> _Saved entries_
= = =

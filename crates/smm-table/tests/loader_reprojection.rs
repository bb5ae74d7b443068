// SPDX-License-Identifier: Apache-2.0
// © James Ross Ω FLYING•ROBOTS <https://github.com/flyingrobots>

#![allow(missing_docs)]
#![allow(clippy::unwrap_used)]

use std::sync::Arc;

use geo::{point, Area, Rect};
use smm_table::{Crs, Feature, FormatRegistry, Table};

fn district() -> Table {
    Table::from_features(
        Some(Crs::WGS84),
        vec![
            Feature::new(Rect::new((10.0, 45.0), (11.0, 46.0)).to_polygon())
                .with_attribute("name", "north"),
            Feature::new(point!(x: 10.5, y: 45.5)).with_attribute("name", "centre"),
        ],
    )
}

#[test]
fn projected_tables_survive_a_save_and_reload() {
    let dir = tempfile::tempdir().unwrap();
    let path = dir.path().join("districts.geojson");
    let registry = FormatRegistry::default();

    let projected = district().to_crs(Crs::WEB_MERCATOR).unwrap();
    let mut handle = registry.open(&path).unwrap();
    handle.set(Arc::new(projected.clone())).save().unwrap();

    let mut reader = registry.open(&path).unwrap();
    let loaded = reader.content().unwrap();
    assert_eq!(loaded.crs(), Some(Crs::WEB_MERCATOR));
    assert_eq!(loaded.len(), 2);
    let area = loaded.features()[0].geometry.as_ref().unwrap().unsigned_area();
    let expected = projected.features()[0].geometry.as_ref().unwrap().unsigned_area();
    assert!((area - expected).abs() / expected < 1e-9);

    let back = loaded.to_crs(Crs::WGS84).unwrap();
    let bounds = back.bounding_rect().unwrap();
    assert!((bounds.min().x - 10.0).abs() < 1e-9);
    assert!((bounds.max().y - 46.0).abs() < 1e-9);
}

#[test]
fn content_is_loaded_once_per_handle() {
    let dir = tempfile::tempdir().unwrap();
    let path = dir.path().join("districts.geojson");
    let registry = FormatRegistry::default();
    let mut writer = registry.open(&path).unwrap();
    writer.set(Arc::new(district())).save().unwrap();

    let mut reader = registry.open(&path).unwrap();
    let first = reader.content().unwrap();
    std::fs::remove_file(&path).unwrap();
    let second = reader.content().unwrap();
    assert!(Arc::ptr_eq(&first, &second));
    assert_eq!(second.len(), 2);
}

#[test]
fn utm_tables_reproject_to_wgs84() {
    let utm = Table::from_features(
        Some(Crs::epsg(25832)),
        vec![Feature::new(Rect::new((499_500.0, 5_300_000.0), (500_500.0, 5_301_000.0)).to_polygon())],
    );
    let lonlat = utm.to_crs(Crs::WGS84).unwrap();
    assert_eq!(lonlat.crs(), Some(Crs::WGS84));
    let bounds = lonlat.bounding_rect().unwrap();
    assert!(bounds.min().x < 9.0 && bounds.max().x > 9.0);
    assert!(bounds.min().y > 47.8 && bounds.max().y < 47.9);
}

#[test]
fn unknown_codes_are_reported() {
    let table = Table::from_features(Some(Crs::epsg(1)), district().features().to_vec());
    assert!(table.to_crs(Crs::WGS84).is_err());
    let untagged: Table = district().features().iter().cloned().collect();
    assert_eq!(untagged.to_crs(Crs::epsg(25832)).unwrap().crs(), Some(Crs::epsg(25832)));
}
// SPDX-License-Identifier: Apache-2.0
// © James Ross Ω FLYING•ROBOTS <https://github.com/flyingrobots>
//! H3 hexagonal cells.

use geo::{Coord, LineString, Polygon, Rect};
use h3o::{CellIndex, LatLng, Resolution};

use super::{check_density, extent_km2, flood, Cell, Regionalizer};
use crate::GraphError;

#[derive(Debug, Clone, Copy)]
pub(crate) struct H3Grid {
    resolution: Resolution,
}

impl H3Grid {
    pub(crate) fn new(resolution: u8) -> Result<Self, GraphError> {
        Resolution::try_from(resolution)
            .map(|resolution| Self { resolution })
            .map_err(|_| GraphError::unsupported("resolution", resolution))
    }
}

fn polygon(cell: CellIndex) -> Polygon<f64> {
    let ring: Vec<Coord<f64>> = cell
        .boundary()
        .iter()
        .map(|ll| Coord {
            x: ll.lng(),
            y: ll.lat(),
        })
        .collect();
    Polygon::new(LineString::from(ring), vec![])
}

impl Regionalizer for H3Grid {
    fn cells(&self, extent: Rect<f64>) -> Result<Vec<Cell>, GraphError> {
        check_density(extent_km2(extent) / self.resolution.area_km2())?;
        let center = extent.center();
        let seed = LatLng::new(center.y, center.x)
            .map_err(|e| GraphError::usage(format!("extent is not in lon/lat degrees: {e}")))?
            .to_cell(self.resolution);
        flood(
            seed,
            extent,
            polygon,
            |cell| cell.grid_disk::<Vec<_>>(1),
            |cell| cell.to_string(),
        )
    }
}

#[cfg(test)]
#[allow(clippy::unwrap_used)]
mod tests {
    use super::*;
    use geo::{coord, Area, BooleanOps, MultiPolygon};

    #[test]
    fn ids_are_h3_indexes_at_the_requested_resolution() {
        let extent = Rect::new(coord! { x: 11.50, y: 48.10 }, coord! { x: 11.62, y: 48.18 });
        let cells = H3Grid::new(7).unwrap().cells(extent).unwrap();
        assert!(cells.len() > 1);
        for cell in &cells {
            let index: CellIndex = cell.id.parse().unwrap();
            assert_eq!(index.resolution(), Resolution::Seven);
        }
    }

    #[test]
    fn cells_cover_the_extent() {
        let extent = Rect::new(coord! { x: 11.50, y: 48.10 }, coord! { x: 11.62, y: 48.18 });
        let cells = H3Grid::new(7).unwrap().cells(extent).unwrap();
        let target = MultiPolygon::new(vec![extent.to_polygon()]);
        let covered: f64 = cells
            .iter()
            .map(|c| MultiPolygon::new(vec![c.polygon.clone()]).intersection(&target).unsigned_area())
            .sum();
        let expected = extent.unsigned_area();
        assert!((covered - expected).abs() / expected < 1e-6);
    }

    #[test]
    fn a_point_maps_to_its_h3_cell() {
        let (lat, lng) = (48.1374, 11.5761);
        let expected = LatLng::new(lat, lng).unwrap().to_cell(Resolution::Nine).to_string();
        let p = coord! { x: lng, y: lat };
        let cells = H3Grid::new(9).unwrap().cells(Rect::new(p, p)).unwrap();
        assert!(cells.iter().any(|c| c.id == expected));
    }

    #[test]
    fn fine_grids_over_large_extents_are_rejected() {
        let extent = Rect::new(coord! { x: 0.0, y: 0.0 }, coord! { x: 20.0, y: 20.0 });
        assert!(matches!(
            H3Grid::new(15).unwrap().cells(extent),
            Err(GraphError::GridTooDense { .. })
        ));
    }
}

= = =

> _Your objective_
Restate the records above exactly.

> _Solution_
filename crates/smm-table/tests/loader_reprojection.rs
repository bb5ae74d7b443068
// SPDX-License-Identifier: Apache-2.0
// © James Ross Ω FLYING•ROBOTS <https://github.com/flyingrobots>

#![allow(missing_docs)]
#![allow(clippy::unwrap_used)]

use std::sync::Arc;

use geo::{point, Area, Rect};
use smm_table::{Crs, Feature, FormatRegistry, Table};

fn district() -> Table {
    Table::from_features(
        Some(Crs::WGS84),
        vec![
            Feature::new(Rect::new((10.0, 45.0), (11.0, 46.0)).to_polygon())
                .with_attribute("name", "north"),
            Feature::new(point!(x: 10.5, y: 45.5)).with_attribute("name", "centre"),
        ],
    )
}

#[test]
fn projected_tables_survive_a_save_and_reload() {
    let dir = tempfile::tempdir().unwrap();
    let path = dir.path().join("districts.geojson");
    let registry = FormatRegistry::default();

    let projected = district().to_crs(Crs::WEB_MERCATOR).unwrap();
    let mut handle = registry.open(&path).unwrap();
    handle.set(Arc::new(projected.clone())).save().unwrap();

    let mut reader = registry.open(&path).unwrap();
    let loaded = reader.content().unwrap();
    assert_eq!(loaded.crs(), Some(Crs::WEB_MERCATOR));
    assert_eq!(loaded.len(), 2);
    let area = loaded.features()[0].geometry.as_ref().unwrap().unsigned_area();
    let expected = projected.features()[0].geometry.as_ref().unwrap().unsigned_area();
    assert!((area - expected).abs() / expected < 1e-9);

    let back = loaded.to_crs(Crs::WGS84).unwrap();
    let bounds = back.bounding_rect().unwrap();
    assert!((bounds.min().x - 10.0).abs() < 1e-9);
    assert!((bounds.max().y - 46.0).abs() < 1e-9);
}

#[test]
fn content_is_loaded_once_per_handle() {
    let dir = tempfile::tempdir().unwrap();
    let path = dir.path().join("districts.geojson");
    let registry = FormatRegistry::default();
    let mut writer = registry.open(&path).unwrap();
    writer.set(Arc::new(district())).save().unwrap();

    let mut reader = registry.open(&path).unwrap();
    let first = reader.content().unwrap();
    std::fs::remove_file(&path).unwrap();
    let second = reader.content().unwrap();
    assert!(Arc::ptr_eq(&first, &second));
    assert_eq!(second.len(), 2);
}

#[test]
fn utm_tables_reproject_to_wgs84() {
    let utm = Table::from_features(
        Some(Crs::epsg(25832)),
        vec![Feature::new(Rect::new((499_500.0, 5_300_000.0), (500_500.0, 5_301_000.0)).to_polygon())],
    );
    let lonlat = utm.to_crs(Crs::WGS84).unwrap();
    assert_eq!(lonlat.crs(), Some(Crs::WGS84));
    let bounds = lonlat.bounding_rect().unwrap();
    assert!(bounds.min().x < 9.0 && bounds.max().x > 9.0);
    assert!(bounds.min().y > 47.8 && bounds.max().y < 47.9);
}

#[test]
fn unknown_codes_are_reported() {
    let table = Table::from_features(Some(Crs::epsg(1)), district().features().to_vec());
    assert!(table.to_crs(Crs::WGS84).is_err());
    let untagged: Table = district().features().iter().cloned().collect();
    assert_eq!(untagged.to_crs(Crs::epsg(25832)).unwrap().crs(), Some(Crs::epsg(25832)));
}
// SPDX-License-Identifier: Apache-2.0
// © James Ross Ω FLYING•ROBOTS <https://github.com/flyingrobots>
//! H3 hexagonal cells.

use geo::{Coord, LineString, Polygon, Rect};
use h3o::{CellIndex, LatLng, Resolution};

use super::{check_density, extent_km2, flood, Cell, Regionalizer};
use crate::GraphError;

#[derive(Debug, Clone, Copy)]
pub(crate) struct H3Grid {
    resolution: Resolution,
}

impl H3Grid {
    pub(crate) fn new(resolution: u8) -> Result<Self, GraphError> {
        Resolution::try_from(resolution)
            .map(|resolution| Self { resolution })
            .map_err(|_| GraphError::unsupported("resolution", resolution))
    }
}

fn polygon(cell: CellIndex) -> Polygon<f64> {
    let ring: Vec<Coord<f64>> = cell
        .boundary()
        .iter()
        .map(|ll| Coord {
            x: ll.lng(),
            y: ll.lat(),
        })
        .collect();
    Polygon::new(LineString::from(ring), vec![])
}

impl Regionalizer for H3Grid {
    fn cells(&self, extent: Rect<f64>) -> Result<Vec<Cell>, GraphError> {
        check_density(extent_km2(extent) / self.resolution.area_km2())?;
        let center = extent.center();
        let seed = LatLng::new(center.y, center.x)
            .map_err(|e| GraphError::usage(format!("extent is not in lon/lat degrees: {e}")))?
            .to_cell(self.resolution);
        flood(
            seed,
            extent,
            polygon,
            |cell| cell.grid_disk::<Vec<_>>(1),
            |cell| cell.to_string(),
        )
    }
}

#[cfg(test)]
#[allow(clippy::unwrap_used)]
mod tests {
    use super::*;
    use geo::{coord, Area, BooleanOps, MultiPolygon};

    #[test]
    fn ids_are_h3_indexes_at_the_requested_resolution() {
        let extent = Rect::new(coord! { x: 11.50, y: 48.10 }, coord! { x: 11.62, y: 48.18 });
        let cells = H3Grid::new(7).unwrap().cells(extent).unwrap();
        assert!(cells.len() > 1);
        for cell in &cells {
            let index: CellIndex = cell.id.parse().unwrap();
            assert_eq!(index.resolution(), Resolution::Seven);
        }
    }

    #[test]
    fn cells_cover_the_extent() {
        let extent = Rect::new(coord! { x: 11.50, y: 48.10 }, coord! { x: 11.62, y: 48.18 });
        let cells = H3Grid::new(7).unwrap().cells(extent).unwrap();
        let target = MultiPolygon::new(vec![extent.to_polygon()]);
        let covered: f64 = cells
            .iter()
            .map(|c| MultiPolygon::new(vec![c.polygon.clone()]).intersection(&target).unsigned_area())
            .sum();
        let expected = extent.unsigned_area();
        assert!((covered - expected).abs() / expected < 1e-6);
    }

    #[test]
    fn a_point_maps_to_its_h3_cell() {
        let (lat, lng) = (48.1374, 11.5761);
        let expected = LatLng::new(lat, lng).unwrap().to_cell(Resolution::Nine).to_string();
        let p = coord! { x: lng, y: lat };
        let cells = H3Grid::new(9).unwrap().cells(Rect::new(p, p)).unwrap();
        assert!(cells.iter().any(|c| c.id == expected));
    }

    #[test]
    fn fine_grids_over_large_extents_are_rejected() {
        let extent = Rect::new(coord! { x: 0.0, y: 0.0 }, coord! { x: 20.0, y: 20.0 });
        assert!(matches!(
            H3Grid::new(15).unwrap().cells(extent),
            Err(GraphError::GridTooDense { .. })
        ));
    }
}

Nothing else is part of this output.